Insbesondere bestand für sie kein Anlass zu weiteren Sachverhaltsabklärungen
von Amtes wegen in Bezug auf die vor der Abstimmung durchgeführte
Unterschriftensammlung (Petition für eine von der Jungfraubahn Holding AG zu
entrichtenden Abgabe von Fr. 2.-- pro beförderten Passagier). Diese
Unterschriftensammlung ist für die Beurteilung der Frage, ob anlässlich der
Gemeindeversammlung vom 24. Oktober 2014 die Abstimmungsfreiheit verletzt
worden ist, nicht entscheidrelevant.

3. 
In der Sache macht der Beschwerdeführer unter Berufung auf Art. 34 Abs. 2 BV
eine Verletzung der Abstimmungsfreiheit geltend.
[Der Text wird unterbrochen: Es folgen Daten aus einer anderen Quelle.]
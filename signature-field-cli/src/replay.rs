//! `replay` and `parse` commands.

use std::io::{Read, Write};
use std::path::Path;

use anyhow::Context;
use tracing::{debug, info};

use signature_field::{
    DefaultMessages, EmailPatternValidator, EventOutcome, EventType, FieldConfig, FieldController,
    FieldEvent, OverrideDecision, ValidateHook, ValidationEvent, ValueCodec,
};

/// Override hook assembled from command-line flags.
#[derive(Debug, Clone, Default)]
pub struct ScriptHook {
    pub suppress_on_change: bool,
    pub custom_error: Option<String>,
}

impl ValidateHook for ScriptHook {
    fn on_validate(&self, event: &ValidationEvent<'_>) -> OverrideDecision {
        if !event.is_error {
            return OverrideDecision::Unset;
        }
        if self.suppress_on_change && event.event_type == EventType::Change {
            return OverrideDecision::Suppress;
        }
        match &self.custom_error {
            Some(message) => OverrideDecision::Custom(message.clone()),
            None => OverrideDecision::Unset,
        }
    }
}

/// Replay a script against a freshly mounted field.
pub fn run_replay(
    config_path: &Path,
    script_path: Option<&Path>,
    hook: &ScriptHook,
    json: bool,
    out: &mut dyn Write,
) -> anyhow::Result<()> {
    let config = FieldConfig::load(Some(config_path))
        .with_context(|| format!("loading {}", config_path.display()))?;

    let script = match script_path {
        Some(path) => std::fs::read_to_string(path)
            .with_context(|| format!("reading {}", path.display()))?,
        None => {
            let mut buf = String::new();
            std::io::stdin()
                .read_to_string(&mut buf)
                .context("reading script from stdin")?;
            buf
        }
    };
    let events = FieldEvent::parse_script(&script)?;
    debug!(events = events.len(), "replaying script");

    let validator = EmailPatternValidator::new(&DefaultMessages::default())?;
    let sink = |name: &str, value: Option<&str>| {
        info!(field = %name, value = ?value, "commit");
    };
    let mut field = FieldController::new(config, &validator, &sink).with_validate_hook(hook);

    for outcome in field.replay(events) {
        if json {
            writeln!(out, "{}", serde_json::to_string(&outcome)?)?;
        } else {
            writeln!(out, "{}", format_outcome(&outcome))?;
        }
    }
    Ok(())
}

/// Print the seed a persisted value produces.
pub fn run_parse(raw: &str, service_name: &str, out: &mut dyn Write) -> anyhow::Result<()> {
    let codec = ValueCodec::new(service_name);
    match codec.parse(raw) {
        Ok(value) => {
            writeln!(out, "text: {}", value.email())?;
            writeln!(out, "value: {}", codec.serialize(&value))?;
        }
        Err(failure) => {
            let seed = codec.seed(raw);
            writeln!(out, "text: {}", seed.text)?;
            writeln!(out, "value: {}", codec.serialize(&seed.value))?;
            writeln!(out, "malformed: {}", failure.reason)?;
        }
    }
    Ok(())
}

fn format_outcome(outcome: &EventOutcome) -> String {
    let mut line = format!(
        "{} text={:?} error={}",
        outcome.event,
        outcome.text,
        outcome.error.as_deref().map_or("-".to_string(), |e| format!("{:?}", e))
    );
    if let Some(commit) = &outcome.commit {
        match commit {
            Some(value) => line.push_str(&format!(" commit={}", value)),
            None => line.push_str(" commit=<absent>"),
        }
    }
    line
}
Er beanstandet, dass an der
Gemeindeversammlung vom 24. Oktober 2014 kurzfristig eine Ergänzung des mit den
Initiantinnen des "V-Projekts" am 12. August 2014 abgeschlossenen und
öffentlich aufgelegten Infrastrukturvertrags präsentiert worden sei. Er bezieht
sich dabei auf den am Tag der Abstimmung vereinbarten Vertragszusatz, mit dem
die Errichtung eines "Fonds zur nachhaltigen Entwicklung in den Gemeinden
Grindelwald und Lauterbrunnen" (nachfolgend: Entwicklungsfonds) beschlossen
worden ist. Aus diesem Fonds, in welchen die Jungfraubahn Holding AG jährlich
einen Beitrag von Fr. 200'000.-- einzahlt, sollen in den beiden Gemeinden
Projekte im Allgemeininteresse unterstützt werden. Gemäss Protokoll der
Gemeindeversammlung sollen namentlich ökologisch vorteilhafte Projekte,
Projekte der Landwirtschaft, der jungen Bevölkerung oder zugunsten von Senioren
hohe Priorität geniessen. Bei diesem Entwicklungsfonds handelt es sich um einen
von insgesamt acht Regelungspunkten des vorgelegten Infrastrukturvertrags. Mit
letzterem verpflichtete sich die Jungfraubahn Holding AG unter anderem dazu, in
Grindelwald auf eigene Kosten ein Parkhaus mit 1'000 Plätzen zu bauen und zu
betreiben und im Winter zusätzliche 1'300 Autoabstellplätze bereitzuhalten
sowie ausserdem die neue Zufahrtsstrasse, den neuen Fussweg und den Unterhalt
der Schwarzen Lütschine zu finanzieren.

4.

4.1. Der Beschwerdeführer bringt vor, die Verknüpfung des Traktandums
"Überbauungsordnungen und Zonenplanänderung" mit dem Entwicklungsfonds verletze
die Einheit der Materie. Für den Entwicklungsfonds müsse zwingend eine
reglementarische Grundlage geschaffen werden. Dieses Reglement hätte den
Stimmberechtigten gleichzeitig mit den Planungsvorlagen zum Beschluss vorgelegt
werden müssen.

4.2. Die Vorinstanz hat eine Verletzung des Grundsatzes der Einheit der Materie
verneint. Es sei nicht ersichtlich, wieso die traktandierte Planungsvorlage und
die reglementarische Umsetzung eines einzelnen Aspekts des
Infrastrukturvertrags eine untrennbare Einheit bilden sollten. Von der Sache
her bestehe ohnehin keine zwingende Verbindung. Im Übrigen drohe insoweit von
vornherein keine Umgehung der Entscheidzuständigkeit der Gemeindeversammlung,
werde diese doch zu einem späteren Zeitpunkt zwingend über das Reglement
betreffend den Entwicklungsfonds zu beschliessen haben.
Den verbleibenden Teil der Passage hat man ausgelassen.